Listed entries
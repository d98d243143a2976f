//! Connection lifecycle state and its change notifications.
//!
//! A single driver task owns all transitions for one `init()`. Each driver
//! writes through a [`StateHandle`] stamped with the generation it was
//! started under, so a driver that is still winding down after `destroy()`
//! cannot overwrite the state of its successor. `Destroyed` is sticky for
//! the generation that reached it.

use std::sync::{
    Arc,
    atomic::{AtomicU64, Ordering},
};

use tokio::sync::watch;

/// Lifecycle of a relay connection.
#[derive(Clone, Copy, Debug, PartialEq, Eq, Hash)]
pub enum ConnectionState {
    /// Constructed, `init()` not yet called.
    Idle,
    /// Connect attempts in progress.
    Connecting,
    /// Socket connected and inbound messages are being dispatched.
    Connected,
    /// Socket connected; inbound dispatch suspended until resumed.
    Paused,
    /// Connect attempts exhausted or the relay closed the connection.
    Disconnected,
    /// Torn down by `destroy()`.
    Destroyed,
}

impl ConnectionState {
    /// Whether a socket is held and usable for sends.
    #[must_use]
    pub const fn is_prepared(self) -> bool { matches!(self, Self::Connected | Self::Paused) }
}

/// Shared state cell published to subscribers.
#[derive(Clone, Debug)]
pub(crate) struct StateCell {
    tx: Arc<watch::Sender<ConnectionState>>,
    generation: Arc<AtomicU64>,
}

impl StateCell {
    pub(crate) fn new() -> Self {
        let (tx, _rx) = watch::channel(ConnectionState::Idle);
        Self {
            tx: Arc::new(tx),
            generation: Arc::new(AtomicU64::new(0)),
        }
    }

    pub(crate) fn current(&self) -> ConnectionState { *self.tx.borrow() }

    pub(crate) fn subscribe(&self) -> watch::Receiver<ConnectionState> { self.tx.subscribe() }

    /// Start a new generation in `Idle` and return its writer.
    pub(crate) fn begin(&self) -> StateHandle {
        let mut generation = 0;
        self.tx.send_modify(|state| {
            generation = self.generation.fetch_add(1, Ordering::SeqCst) + 1;
            *state = ConnectionState::Idle;
        });
        StateHandle {
            cell: self.clone(),
            generation,
        }
    }

    /// Enter `Destroyed`, whatever the current generation.
    pub(crate) fn destroy(&self) {
        self.tx.send_if_modified(|state| {
            if *state == ConnectionState::Destroyed {
                false
            } else {
                *state = ConnectionState::Destroyed;
                true
            }
        });
    }
}

/// Writer for one driver generation.
#[derive(Debug)]
pub(crate) struct StateHandle {
    cell: StateCell,
    generation: u64,
}

impl StateHandle {
    /// Move to `next`.
    ///
    /// Returns `false` once this generation has been destroyed or superseded;
    /// the caller must stop driving the connection.
    pub(crate) fn transition(&self, next: ConnectionState) -> bool {
        let mut live = false;
        self.cell.tx.send_if_modified(|state| {
            if *state == ConnectionState::Destroyed
                || self.cell.generation.load(Ordering::SeqCst) != self.generation
            {
                return false;
            }
            live = true;
            if *state == next {
                false
            } else {
                *state = next;
                true
            }
        });
        live
    }
}
//! Routing labels identifying the endpoints of an envelope exchange.

use std::fmt;

use crate::device::{DeviceContext, LocalAddress};

/// Role announced by the client in its own label.
pub const AGENT_ROLE: &str = "Agent";
/// Role of the relay the client registers with.
pub const PROXY_ROLE: &str = "Proxy";
/// Packed address used for the relay, which the client does not resolve.
pub const UNRESOLVED_HEX: &str = "00000000";

/// Addressing tuple for one endpoint of an exchange.
///
/// Labels are immutable values; headers hold their own copies.
///
/// The wire form is `role:sequence@address_hex/address:port#device_tag`.
///
/// # Examples
///
/// ```
/// use relaylink::label::RoutingLabel;
///
/// let label = RoutingLabel::proxy("10.0.0.5", 9090);
/// assert_eq!(label.to_string(), "Proxy:0@00000000/10.0.0.5:9090#");
/// ```
#[derive(Clone, Debug, PartialEq, Eq, Hash)]
pub struct RoutingLabel {
    role: String,
    sequence: String,
    address_hex: String,
    address: String,
    port: String,
    device_tag: String,
}

impl RoutingLabel {
    /// Build a label from its six fields.
    #[must_use]
    pub fn new(
        role: impl Into<String>,
        sequence: impl Into<String>,
        address_hex: impl Into<String>,
        address: impl Into<String>,
        port: impl Into<String>,
        device_tag: impl Into<String>,
    ) -> Self {
        Self {
            role: role.into(),
            sequence: sequence.into(),
            address_hex: address_hex.into(),
            address: address.into(),
            port: port.into(),
            device_tag: device_tag.into(),
        }
    }

    /// Label announcing this device as an agent.
    #[must_use]
    pub fn agent(local: &LocalAddress, device: &DeviceContext) -> Self {
        Self::new(
            AGENT_ROLE,
            "0",
            local.hex(),
            local.dotted(),
            device.port().to_string(),
            device.tag(),
        )
    }

    /// Label addressing the relay at `address:port`.
    #[must_use]
    pub fn proxy(address: impl Into<String>, port: u16) -> Self {
        Self::new(PROXY_ROLE, "0", UNRESOLVED_HEX, address, port.to_string(), "")
    }

    #[must_use]
    pub fn role(&self) -> &str { &self.role }

    #[must_use]
    pub fn sequence(&self) -> &str { &self.sequence }

    #[must_use]
    pub fn address_hex(&self) -> &str { &self.address_hex }

    #[must_use]
    pub fn address(&self) -> &str { &self.address }

    #[must_use]
    pub fn port(&self) -> &str { &self.port }

    #[must_use]
    pub fn device_tag(&self) -> &str { &self.device_tag }
}

impl fmt::Display for RoutingLabel {
    fn fmt(&self, f: &mut fmt::Formatter<'_>) -> fmt::Result {
        write!(
            f,
            "{}:{}@{}/{}:{}#{}",
            self.role, self.sequence, self.address_hex, self.address, self.port, self.device_tag
        )
    }
}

What is expected
Give the number of lines in the records where the word "Debug" occurs, and add nothing.

Response box
4